Der Senat folgt dem Kläger nicht im Hinblick auf seine Argumentation, dass die Beihilfeleistungen mangels Abhängigkeit von der Verwirklichung eines biometrischen Risikos (Alter, Tod, Invalidität) als Einkünfte aus nichtselbständiger Tätigkeit im Sinne des § 19 Abs. 1 Nr. 2 EStG zu qualifizieren sind. Die vom Kläger insoweit angeführte Rechtsprechung des BAG befasst sich ebenso wie die zitierten Ausführungen des BMF ausschließlich mit der Frage, wann von Leistungen der betrieblichen Altersversorgung im Sinne des Betriebsrentenrechts (Gesetz zur Verbesserung der betrieblichen Altersversorgung (BetrAVG)) auszugehen ist. Aus Sicht des Senats sind die hierzu von der Rechtsprechung des BAG aufgestellten Grundsätze, wonach Beihilfen nicht als Leistungen der betrieblichen Altersversorgung anzusehen sind, nicht auf die hier zu entscheidende Frage übertragbar, ob die Beihilfeleistungen als Versorgungsleistungen zu qualifizieren sind. Der Begriff „betriebliche Altersvorsorge” im Sinne des Betriebsrentenrechts und „Versorgungsleistungen” im Sinne des Einkommensteuerrechts sind insoweit nicht synonym.

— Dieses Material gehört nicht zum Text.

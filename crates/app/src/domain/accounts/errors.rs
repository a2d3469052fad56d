//! Accounts service errors.

use sqlx::{
    Error,
    error::{DatabaseError, ErrorKind},
};
use thiserror::Error;

#[derive(Debug, Error)]
pub enum AccountsServiceError {
    #[error("email already registered")]
    AlreadyExists,

    #[error("user not found")]
    NotFound,

    #[error("related resource not found")]
    InvalidReference,

    #[error("missing required data")]
    MissingRequiredData,

    #[error("invalid data")]
    InvalidData,

    #[error("invalid credentials")]
    InvalidCredentials,

    #[error("invalid or expired OTP")]
    InvalidOtp,

    #[error("storage error")]
    Sql(#[source] Error),
}

impl From<Error> for AccountsServiceError {
    fn from(error: Error) -> Self {
        if matches!(error, Error::RowNotFound) {
            return Self::NotFound;
        }

        match error.as_database_error().map(DatabaseError::kind) {
            Some(ErrorKind::UniqueViolation) => Self::AlreadyExists,
            Some(ErrorKind::ForeignKeyViolation) => Self::InvalidReference,
            Some(ErrorKind::NotNullViolation) => Self::MissingRequiredData,
            Some(ErrorKind::CheckViolation) => Self::InvalidData,
            Some(ErrorKind::Other | _) | None => Self::Sql(error),
        }
    }
}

b) Die für den Kläger geltenden Beihilferichtlinien unterscheiden ausdrücklich zwischen einem Beihilfeanspruch für aktive Belegschaftsangehörige (§ 1 a) der Richtlinie) und einem solchen Anspruch für Versorgungsempfänger (§ 1 b) der Richtlinie). Hieraus wird deutlich, dass bei Ausgestaltung der Beihilfeansprüche für Versorgungsempfänger eine gesonderte Rechtsgrundlage für Beihilfeleistungen geschaffen wurde. Der Beihilfeanspruch des Klägers knüpft danach an seinen Status als Versorgungsempfänger, welcher seinerseits an die Verwirklichung eines biometrischen Risikos anknüpft und der Beihilfeanspruch damit einen Versorgungsbezug im Sinne des § 19 Abs. 2 EStG darstellt. Neben dem Umstand, dass krankheitsbedingte Kosten überhaupt entstanden sind, ist also weiteres wesentliches Merkmal zur Anspruchsbegründung u.a. das Überschreiten einer Altersgrenze (vgl. insoweit auch BFH vom 30.01.2002 I R 59/00, BFH/NV 2002, 1288). Unerheblich ist insoweit, dass der Kläger bereits während seiner aktiven Arbeitszeit Beihilfeansprüche hat geltend machen können, da diese Ansprüche auf Basis einer anderen Rechtsgrundlage nach den Beihilferichtlinien bestanden. Insoweit ist auch unmaßgeblich, ob die Beihilfen lediglich einen „Sonderbedarf” in Krankheitsfällen abdecken.
Der Anspruch auf Beihilfen im Krankheitsfall stellt insoweit einen Bezug aus einem früheren Dienstverhältnis wegen Erreichens der Altersgrenze dar.
2. Die Kostenentscheidung folgt aus § 135 Abs. 1 FGO.
3. Die Revision war gemäß § 115 Abs. 2 Nr. 1 FGO zuzulassen wegen der Frage, ob an Versorgungsempfänger geleistete Beihilfezahlungen als Versorgungsleistungen im Sinne des § 19 Abs. 2 EStG zu beurteilen sind. Diese Frage hat grundsätzliche Bedeutung für eine Vielzahl von Fällen. Hierauf hat bereits der Bevollmächtigte des Klägers selbst im Hinblick auf parallele Verfahren zur selben Frage hingewiesen.